Lucon foi nomeado coordenador-executivo do Fórum Brasileiro de Mudança do Clima pelo presidente Jair Bolsonaro. O decreto da nomeação foi assinado por Bolsonaro e pelo então ministro do Meio Ambiente, Ricardo Salles, em 9 de maio de 2019. O coordenador substituiu Alfredo Syrkis.

A função do fórum é subsidiar ações do presidente e fazer a ponte entre o governo e a sociedade. Por lei, o colegiado é um dos "instrumentos institucionais" para a Política Nacional de Mudança do Clima.

Na proposta de atualização dessa política, em discussão no governo Bolsonaro, o Fórum Brasileiro de Mudança do Clima segue como uma "instância consultiva" para a Política Nacional de Mudança do Clima.

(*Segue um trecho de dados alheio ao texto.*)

//! Page and form state, kept free of DOM access so it can be driven directly.

use crate::commands::{GenerationOutcome, PlayStyle, SensitivityRecord};
use crate::presets::{default_preset, Preset};

/// Shown for any failure that reaches the form, whatever the cause.
pub const CONNECTION_ERROR: &str = "Connection to Cobra Server failed. Verify API Key.";

/// Delay before a successful generation returns the form to idle.
pub const SUCCESS_RESET_MS: i32 = 2000;

#[derive(Debug, Clone, Copy, PartialEq, Eq)]
pub enum ActiveTab {
    Presets,
    Ai,
}

/// Everything the page shell owns. The current record is only ever replaced whole.
#[derive(Debug, Clone, PartialEq)]
pub struct ShellState {
    pub current: SensitivityRecord,
    pub active_tab: ActiveTab,
    pub active_preset: &'static str,
    pub mobile_menu_open: bool,
}

impl Default for ShellState {
    fn default() -> Self {
        let preset = default_preset();
        Self {
            current: preset.data,
            active_tab: ActiveTab::Presets,
            active_preset: preset.id,
            mobile_menu_open: false,
        }
    }
}

impl ShellState {
    pub fn select_preset(&mut self, preset: &'static Preset) {
        self.current = preset.data;
        self.active_preset = preset.id;
        self.active_tab = ActiveTab::Presets;
    }

    pub fn apply_generated(&mut self, record: SensitivityRecord) {
        self.current = record;
        self.active_tab = ActiveTab::Ai;
    }

    pub fn set_tab(&mut self, tab: ActiveTab) {
        self.active_tab = tab;
    }

    pub fn toggle_mobile_menu(&mut self) {
        self.mobile_menu_open = !self.mobile_menu_open;
    }

    /// Tab picked from the mobile dropdown; the dropdown closes.
    pub fn choose_tab_from_menu(&mut self, tab: ActiveTab) {
        self.active_tab = tab;
        self.mobile_menu_open = false;
    }

    pub fn card_title(&self) -> &'static str {
        match self.active_tab {
            ActiveTab::Ai => "AI Generated Config",
            ActiveTab::Presets => "Active Configuration",
        }
    }

    pub fn tip(&self) -> &'static str {
        match self.active_tab {
            ActiveTab::Ai => {
                "AI settings are a baseline. Increase 'General' by +2 if you use a powder or finger sleeves."
            }
            ActiveTab::Presets => {
                "For 'King Cobra' settings, use a quick 'J' drag motion for maximum headshot rate."
            }
        }
    }
}

#[derive(Debug, Clone, Copy, PartialEq, Eq, Default)]
pub enum GenerationStatus {
    #[default]
    Idle,
    Loading,
    Success,
    Error,
}

#[derive(Debug, Clone, PartialEq, Eq)]
pub struct GenerationRequest {
    pub device_model: String,
    pub play_style: PlayStyle,
}

#[derive(Debug, Clone, PartialEq, Default)]
pub struct FormState {
    pub device: String,
    pub play_style: PlayStyle,
    pub status: GenerationStatus,
    pub error: Option<&'static str>,
    /// The last delivered record came from the fallback, not the model.
    pub degraded: bool,
}

impl FormState {
    /// Start a request. Returns `None` for a blank device or while one is in flight.
    pub fn begin_submit(&mut self) -> Option<GenerationRequest> {
        if self.device.trim().is_empty() || self.status == GenerationStatus::Loading {
            return None;
        }
        self.status = GenerationStatus::Loading;
        self.error = None;
        self.degraded = false;
        Some(GenerationRequest {
            device_model: self.device.clone(),
            play_style: self.play_style,
        })
    }

    /// Record how the request settled; yields the record to hand to the shell.
    pub fn settle(
        &mut self,
        result: Result<GenerationOutcome, String>,
    ) -> Option<SensitivityRecord> {
        match result {
            Ok(outcome) => {
                self.status = GenerationStatus::Success;
                self.degraded = outcome.is_fallback();
                Some(outcome.record())
            }
            Err(_) => {
                self.status = GenerationStatus::Error;
                self.error = Some(CONNECTION_ERROR);
                None
            }
        }
    }

    /// Timer target. Errors stay visible until the next submit.
    pub fn reset_after_success(&mut self) {
        if self.status == GenerationStatus::Success {
            self.status = GenerationStatus::Idle;
        }
    }

    pub fn is_loading(&self) -> bool {
        self.status == GenerationStatus::Loading
    }
}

Segundo integrantes do fórum, esse foi um espaço para a definição de metas que o governo Lula levou a Conferências das Nações Unidas para Mudanças Climáticas.

No governo Temer, o fórum construiu proposta de implantação do compromisso brasileiro de redução de gases de efeito estufa, o chamado NDC. A proposta incluiu cenários de neutralidade de emissões nas décadas seguintes.

No governo Bolsonaro, o fórum perdeu relevância. Não houve convocações dos integrantes plenos; perdeu-se a transparência de documentos; a atuação limitou-se a discussões no WhatsApp, segundo especialistas a par do funcionamento do fórum.

Durante a COP26, o ministro do Meio Ambiente anunciou uma nova meta climática brasileira de reduzir em 50% a emissão de gases poluentes até 2030 e neutralizar a emissão de carbono até 2050.

Anteriormente, o país tinha a meta de reduzir, até 2030, 43% das emissões nacionais.

Porém, o anúncio foi lacônico ao não apontar qual a base para o corte. Caso a redução siga a mesma base da atualização anterior (de dezembro de 2020), o país ainda emitiria mais gases do que o apontado na meta feita em 2015, no Acordo de Paris. Caso o país siga a base mais atualizada disponível (o quarto inventário nacional de emissões), a redução de emissões ficaria igual à prometida em 2015.

Ou seja, em qualquer dos cenários, o Brasil não aumenta sua ambição climática na nova NDC (sigla em inglês para contribuição nacionalmente determinada) apresentada perante o mundo. Metas mais ambiciosas eram esperadas das nações signatárias do Acordo de Paris.